Forelimb Evolution & Morphometrics
Another way to try to understand theropod dinosaur forelimb function is to look at how the size and shape of the forelimbs have evolved over time. I use phylogenetic comparative methods such as phylogenetic generalized least squares and Ornstein-Uhlenbeck modeling to investigate trends in theropod forelimb size and to identify evolutionary convergence in different theropod groups.

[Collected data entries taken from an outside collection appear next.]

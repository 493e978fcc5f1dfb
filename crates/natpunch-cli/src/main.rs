//! natpunch CLI
//!
//! Authenticates, joins a lobby and punches through NAT from one UDP socket.

mod config;
mod progress;
mod remote;

use anyhow::Context;
use clap::{Parser, Subcommand};
use natpunch_discovery::{
    CompletionPolicy, Credentials, PunchSession, SessionConfig, SessionId, SessionServices,
    Shutdown, authenticate, join_or_create_lobby,
};
use natpunch_discovery::{AuthenticatedSession, LobbyService};
use natpunch_transport::UdpChannel;
use std::collections::BTreeSet;
use std::io::Write;
use std::path::PathBuf;
use std::sync::Arc;
use std::time::{Duration, Instant};
use tracing_subscriber::EnvFilter;

use config::Config;
use progress::{NegotiationSpinner, format_bytes, format_duration};
use remote::{HttpLobbyService, HttpSessionService, HttpSignalingService, password_hash};

/// Environment variable holding the project API key
const API_KEY_ENV: &str = "API_KEY";

/// natpunch - NAT punchthrough over a single UDP socket
#[derive(Parser)]
#[command(name = "natpunch")]
#[command(author, version, about, long_about = None)]
struct Cli {
    /// Enable verbose output
    #[arg(short, long)]
    verbose: bool,

    /// Configuration file path [default: <config dir>/natpunch/config.toml]
    #[arg(short, long)]
    config: Option<PathBuf>,

    #[command(subcommand)]
    command: Commands,
}

#[derive(Subcommand)]
enum Commands {
    /// Authenticate, join a lobby and punch through NAT
    Run {
        /// Account email address (prompted if omitted)
        #[arg(short, long)]
        email: Option<String>,

        /// Keep probing peers after punchthrough succeeds, until Ctrl+C
        #[arg(long)]
        keep_discovering: bool,

        /// Give up after this many seconds
        #[arg(short, long)]
        timeout: Option<u64>,
    },

    /// List available lobbies
    Lobbies {
        /// Account email address (prompted if omitted)
        #[arg(short, long)]
        email: Option<String>,
    },

    /// Print the effective configuration
    Config,
}

#[tokio::main]
async fn main() -> anyhow::Result<()> {
    let cli = Cli::parse();

    // Load configuration
    let config = match &cli.config {
        Some(path) => Config::load(path)
            .with_context(|| format!("Failed to load config from {}", path.display()))?,
        None => Config::load_or_create(Config::default_path())?,
    };

    // Validate configuration
    config.validate()?;

    // Initialize logging
    let level = if cli.verbose {
        "debug".to_string()
    } else {
        config.logging.level.to_lowercase()
    };
    tracing_subscriber::fmt()
        .with_env_filter(EnvFilter::new(level))
        .init();

    match cli.command {
        Commands::Run {
            email,
            keep_discovering,
            timeout,
        } => {
            run_session(email, keep_discovering, timeout.map(Duration::from_secs), &config)
                .await?;
        }
        Commands::Lobbies { email } => {
            list_lobbies(email, &config).await?;
        }
        Commands::Config => {
            print!("{}", toml::to_string_pretty(&config)?);
        }
    }

    Ok(())
}

/// Prompt for credentials not supplied on the command line
fn read_credentials(email: Option<String>) -> anyhow::Result<Credentials> {
    println!("Enter the details for the account you want to sign in with.");

    let email_address = match email {
        Some(email) => email,
        None => {
            print!("Email address: ");
            std::io::stdout().flush()?;
            let mut line = String::new();
            std::io::stdin().read_line(&mut line)?;
            line.trim().to_string()
        }
    };
    if email_address.is_empty() {
        anyhow::bail!("Email address is required");
    }

    let password = rpassword::prompt_password("Password: ")?;

    Ok(Credentials {
        email_address,
        password_hash: password_hash(&password),
    })
}

/// Authenticate with the session service
async fn sign_in(email: Option<String>, config: &Config) -> anyhow::Result<AuthenticatedSession> {
    let api_key = std::env::var(API_KEY_ENV)
        .with_context(|| format!("{API_KEY_ENV} environment variable is not set"))?;
    let credentials = read_credentials(email)?;

    let (session_url, _, _) = config.service_urls()?;
    let sessions = HttpSessionService::new(session_url, api_key, config.request_timeout())?;

    println!("Logging in...");
    Ok(authenticate(&sessions, &credentials).await?)
}

/// Run a full punchthrough session
async fn run_session(
    email: Option<String>,
    keep_discovering: bool,
    deadline: Option<Duration>,
    config: &Config,
) -> anyhow::Result<()> {
    let session = sign_in(email, config).await?;

    let (_, lobby_url, punch_url) = config.service_urls()?;
    let lobby = Arc::new(HttpLobbyService::new(lobby_url, &session, config.request_timeout())?);
    let signaling = Arc::new(HttpSignalingService::new(
        punch_url,
        &session,
        config.request_timeout(),
    )?);

    println!("Finding a suitable lobby...");
    let group = join_or_create_lobby(&*lobby, &session.id, &config.lobby_spec()).await?;
    println!("Joined lobby {} \"{}\"", group.id, group.name);

    println!("Starting UDP client...");
    let channel = UdpChannel::bind_with_config(config.bind_addr()?, &config.transport_config())
        .await?;
    println!("Now listening on {}.", channel.local_endpoint()?);

    let policy = if keep_discovering {
        CompletionPolicy::KeepDiscovering
    } else {
        config.completion_policy()?
    };
    let session_config = SessionConfig {
        session_id: session.id.clone(),
        lobby_id: group.id.clone(),
        probe_interval: config.probe_interval(),
        negotiator: config.negotiator_config(),
        policy,
    };
    let mut punch = PunchSession::new(
        session_config,
        SessionServices { lobby, signaling },
        channel,
    )?;

    let shutdown = Shutdown::new();
    spawn_shutdown_triggers(&shutdown, deadline);

    let spinner = NegotiationSpinner::start(punch.progress());
    let heard = tokio::spawn(collect_peers(punch.take_events(), session.id.clone()));

    let started = Instant::now();
    let outcome = punch.run(shutdown.signal()).await;
    let peers = heard.await.unwrap_or_default();

    let report = match outcome {
        Ok(report) => {
            spinner.finish_with_message(format!(
                "NAT punchthrough completed successfully after {} attempts!",
                report.path.attempts
            ));
            report
        }
        Err(e) => {
            spinner.abandon();
            return Err(e).context("NAT punchthrough failed");
        }
    };

    println!();
    println!("Available at the following endpoints:");
    for endpoint in &report.path.endpoints {
        println!(" - {endpoint}");
    }
    if report.path.endpoints.is_empty() {
        println!(" (none reported)");
    }

    println!();
    println!("Session summary:");
    println!("  Elapsed: {}", format_duration(started.elapsed()));
    println!("  Probe cycles: {}", report.probe_cycles);
    println!("  Datagrams received: {}", report.datagrams_received);
    println!(
        "  Sent: {} in {} datagrams",
        format_bytes(report.stats.bytes_sent),
        report.stats.packets_sent
    );
    println!(
        "  Received: {} in {} datagrams",
        format_bytes(report.stats.bytes_received),
        report.stats.packets_received
    );
    if report.stats.send_errors > 0 {
        println!(
            "  Send errors: {} ({:.1}%)",
            report.stats.send_errors,
            report.stats.send_error_rate() * 100.0
        );
    }
    if !peers.is_empty() {
        println!("  Pinged by: {}", join_ids(&peers));
    }

    Ok(())
}

/// Fire `shutdown` on Ctrl+C, and after `deadline` if one is set
fn spawn_shutdown_triggers(shutdown: &Shutdown, deadline: Option<Duration>) {
    let on_ctrl_c = shutdown.clone();
    tokio::spawn(async move {
        if tokio::signal::ctrl_c().await.is_ok() {
            println!("\nShutting down...");
            on_ctrl_c.trigger();
        }
    });

    if let Some(deadline) = deadline {
        let on_deadline = shutdown.clone();
        tokio::spawn(async move {
            tokio::time::sleep(deadline).await;
            tracing::warn!("Giving up after {}", format_duration(deadline));
            on_deadline.trigger();
        });
    }
}

/// Session ids of the peers whose pings reached us
async fn collect_peers(
    events: Option<tokio::sync::mpsc::UnboundedReceiver<natpunch_discovery::InboundEvent>>,
    own_id: SessionId,
) -> BTreeSet<SessionId> {
    let mut peers = BTreeSet::new();
    let Some(mut events) = events else {
        return peers;
    };

    while let Some(event) = events.recv().await {
        if let Some(sender) = event.ping_sender() {
            if sender != own_id && peers.insert(sender.clone()) {
                tracing::info!("First ping from session {sender} ({})", event.source);
            }
        }
    }
    peers
}

fn join_ids(ids: &BTreeSet<SessionId>) -> String {
    ids.iter()
        .map(SessionId::as_str)
        .collect::<Vec<_>>()
        .join(", ")
}

/// List the lobbies visible to the account
async fn list_lobbies(email: Option<String>, config: &Config) -> anyhow::Result<()> {
    let session = sign_in(email, config).await?;

    let (_, lobby_url, _) = config.service_urls()?;
    let lobby = HttpLobbyService::new(lobby_url, &session, config.request_timeout())?;
    let groups = lobby.list_groups().await?;

    println!("Lobbies:");
    println!();
    if groups.is_empty() {
        println!("No lobbies found");
        return Ok(());
    }

    for group in groups {
        let limit = if group.max_members == 0 {
            "unlimited".to_string()
        } else {
            group.max_members.to_string()
        };
        println!("  {}  \"{}\"  (max members: {limit})", group.id, group.name);
    }

    Ok(())
}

I use geometric morphometrics, which involves capturing the shape of the bones by digitizing the outline in xy-coordinates, to investigate how forelimb shape is tied to size and prey size preference in both cats and theropod dinosaurs. To understand how fossil animals moved and behaved, paleontologists use both living close relatives as well as animals that aren't closely related but perhaps have a similar way of life. In the case of theropod, it is tough to identify a modern animal that uses their forelimbs like theropods might have because there are so few modern bipeds that aren't birds (who use their forelimbs mainly for locomotion: flight). Even though they are quadrupedal, modern day cats do use their forelimbs in capturing their prey, and our understanding of the relationship of their forelimb shape to the kinds of prey they eat may provide information that is also applicable to theropods.
I have had the pleasure of participating paleontological field expeditions in a wide variety of locations and time periods, including the Jurassic of Wyoming, the Cretaceous of China, the Cretaceous and Oligocene of Tanzania, and the Cretaceous of Madagascar.